In early 2004, we were asked to join a professional support team to help a new equipment lessor get financing through the structured market. The premise of the deal, the team, and our role in it, were not new. The endgame, to get a monoline insurance company to wrap the senior tranches so as to obtain the cheapest possible working capital, was not new. The path, as we re-tell it here, was not new. But what may be new to you is an untold story. It is one we expect to be retold in our market over the next 20 months and change.

First, the team.

The client (let’s call it Equilox) was a company formed by a disgruntled managing partner of a well-branded equipment lessor. Equilox had adopted their same systems and same basic underwriting approach. Equilox understood securitization. They knew the static pool, not the portfolio, was the unit of measurement. They knew that credit scores could be used to discern relative value between deals with similar partial loss curves. Equilox had a contract with a credit scoring firm (let’s call it Scorex) for the equipment lease sector. Scorex had a modeler from a well-branded credit scoring firm.
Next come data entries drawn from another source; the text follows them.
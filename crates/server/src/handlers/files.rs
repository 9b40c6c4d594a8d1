//! File materialization and sealed directory executors.

use crate::error::{ExecutionError, ExecutionResult};
use crate::sealed_directory::sealed_directory_content;
use crate::state::ServerState;
use conduit_core::SealedDirectoryFile;
use conduit_core::protocol::{GetSealedDirectoryContentCommand, MaterializeFileCommand};

/// Materialize one file, checking the handle against the declared path.
pub async fn materialize_file(
    state: &ServerState,
    command: MaterializeFileCommand,
) -> ExecutionResult<bool> {
    let materialized = state
        .materializer
        .materialize(command.file.as_ref(), &command.full_path)
        .await?;

    if materialized {
        Ok(true)
    } else {
        Err(ExecutionError::MaterializationFailed {
            path: command.full_path,
        })
    }
}

/// List a sealed directory with the declared content of every member.
pub async fn get_sealed_directory_content(
    state: &ServerState,
    command: GetSealedDirectoryContentCommand,
) -> ExecutionResult<Vec<SealedDirectoryFile>> {
    sealed_directory_content(&state.file_access, &command.directory, &command.full_path).await
}
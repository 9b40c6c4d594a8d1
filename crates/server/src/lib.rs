//! IPC server for external build tools.
//!
//! This crate provides:
//! - Command dispatch with per-command counters
//! - Manifest hash resolution over in-memory, persistent and local tiers
//! - File materialization with identity checks
//! - Sealed directory content queries
//! - Statistics aggregation and build manifest file lists
//! - A Unix socket shell

pub mod dispatch;
pub mod error;
pub mod handlers;
pub mod hash_cache;
pub mod ipc;
pub mod manifest_generator;
pub mod materialize;
pub mod metrics;
pub mod resolver;
pub mod sealed_directory;
pub mod state;
pub mod statistics;

pub use dispatch::Dispatcher;
pub use error::{ExecutionError, ResolveError};
pub use ipc::IpcServer;
pub use resolver::ManifestHashResolver;
pub use state::ServerState;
Equilox had also lined up a monoline insurance company to wrap the senior notes, and an investment bank to underwrite the transaction. What the monoline’s endgame was, is now topic du jour. The investment bank had no stake in any outcome other than a sale. R&R’s role, as usual, was to build the transaction model to find the cheapest cost of capital consistent with robustness using Scorex inputs to modulate cash flows, and then offer that analysis to the bank and the monoline as a negotiating tool, for a fee.

Now the dilemma.

Credit scores cannot be used in a securitization as raw scores. They first must be mapped to the distribution. It may have changed. If it has changed, they must be revalidated. This mapping exercise showed something much worse. Scorex had no predictive value. Furthermore, the modeling exercise using pure static pool data showed the target ratings were wrong, given the structure. It is amply evident today that ratings (like credit scores) must also be validated by relating them to a distribution of risk. But since, at the time, the monoline did not understand the relationship between the rating and the risk distribution, our analysis was rejected in favor of the investment bank’s counsel.

Now comes the punch line. How many Equilox tranches do you think are out there in today’s market. Some are much better than you think. Some are much worse than you think. You won’t know which to trust.